▸ **AIM OF THE EXERCISE**: The line holding "frame.put_slice(payload);" and all lines that follow it to the end of the data: return these exactly, and nothing more.

*** Opening GIVEN DATA ***

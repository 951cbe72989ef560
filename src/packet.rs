//! UDP packet framing over a byte stream
//!
//! ```text
//! +---------+--------+---------+
//! | ADDRESS | LENGTH | PAYLOAD |
//! +---------+--------+---------+
//! |   var   |   2    |   var   |
//! +---------+--------+---------+
//! ```
//!
//! Repeated for every packet of a UDP session. The header of the data stream itself
//! (network kind plus session destination) is sent once before the first frame.

use bytes::{BufMut, BytesMut};
use tokio::io::{AsyncRead, AsyncReadExt, AsyncWrite, AsyncWriteExt, ReadHalf, WriteHalf};

use crate::address::Address;
use crate::error::{Error, Result};

/// Largest payload one frame can carry.
pub const MAX_PACKET_SIZE: usize = u16::MAX as usize;

/// Datagram view of a data stream.
///
/// Reads need `S: AsyncRead`, writes need `S: AsyncWrite`; a [`split`](Self::split)
/// stream keeps only the half it needs.
#[derive(Debug)]
pub struct PacketStream<S> {
    inner: S,
}

impl<S> PacketStream<S> {
    pub fn new(inner: S) -> Self {
        Self { inner }
    }

    pub fn get_ref(&self) -> &S {
        &self.inner
    }

    pub fn get_mut(&mut self) -> &mut S {
        &mut self.inner
    }

    pub fn into_inner(self) -> S {
        self.inner
    }
}

impl<S: AsyncRead + AsyncWrite> PacketStream<S> {
    /// Splits into independent reading and writing halves.
    pub fn split(self) -> (PacketStream<ReadHalf<S>>, PacketStream<WriteHalf<S>>) {
        let (r, w) = tokio::io::split(self.inner);
        (PacketStream::new(r), PacketStream::new(w))
    }
}

impl<S: AsyncRead + Unpin> PacketStream<S> {
    async fn read_header(&mut self) -> Result<(Address, usize)> {
        let addr = Address::read(&mut self.inner).await?;
        let len = self.inner.read_u16().await? as usize;
        Ok((addr, len))
    }

    /// Reads one packet into `buf`, replacing its contents.
    pub async fn read_packet(&mut self, buf: &mut BytesMut) -> Result<Address> {
        let (addr, len) = self.read_header().await?;
        buf.clear();
        buf.resize(len, 0);
        self.inner.read_exact(&mut buf[..]).await?;
        Ok(addr)
    }

    /// Reads one packet into `buf`.
    ///
    /// A packet longer than `buf` is consumed and dropped, and reported as
    /// [`Error::ShortBuffer`]; the stream stays usable.
    pub async fn recv_from(&mut self, buf: &mut [u8]) -> Result<(usize, Address)> {
        let (addr, len) = self.read_header().await?;
        if len > buf.len() {
            let skipped = tokio::io::copy(&mut (&mut self.inner).take(len as u64), &mut tokio::io::sink()).await?;
            if (skipped as usize) < len {
                return Err(Error::Io(std::io::ErrorKind::UnexpectedEof.into()));
            }
            return Err(Error::ShortBuffer {
                needed: len,
                available: buf.len(),
            });
        }
        self.inner.read_exact(&mut buf[..len]).await?;
        Ok((len, addr))
    }
}

impl<S: AsyncWrite + Unpin> PacketStream<S> {
    /// Writes one packet addressed to `destination` as a single frame.
    pub async fn write_packet(&mut self, payload: &[u8], destination: &Address) -> Result<()> {
        if payload.len() > MAX_PACKET_SIZE {
            return Err(Error::PacketTooLarge(payload.len()));
        }
        let mut frame = BytesMut::with_capacity(destination.encoded_len() + 2 + payload.len());
        destination.encode(&mut frame)?;
        frame.put_u16(payload.len() as u16);
        frame.put_slice(payload);
        self.inner.write_all(&frame).await?;
        Ok(())
    }

    /// Same as [`write_packet`](Self::write_packet), returning the payload length.
    pub async fn send_to(&mut self, payload: &[u8], destination: &Address) -> Result<usize> {
        self.write_packet(payload, destination).await?;
        Ok(payload.len())
    }

    pub async fn shutdown(&mut self) -> Result<()> {
        self.inner.shutdown().await?;
        Ok(())
    }
}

*** Closing GIVEN DATA ***

▸ **WRITTEN SOLUTION**:
        frame.put_slice(payload);
        self.inner.write_all(&frame).await?;
        Ok(())
    }

    /// Same as [`write_packet`](Self::write_packet), returning the payload length.
    pub async fn send_to(&mut self, payload: &[u8], destination: &Address) -> Result<usize> {
        self.write_packet(payload, destination).await?;
        Ok(payload.len())
    }

    pub async fn shutdown(&mut self) -> Result<()> {
        self.inner.shutdown().await?;
        Ok(())
    }
}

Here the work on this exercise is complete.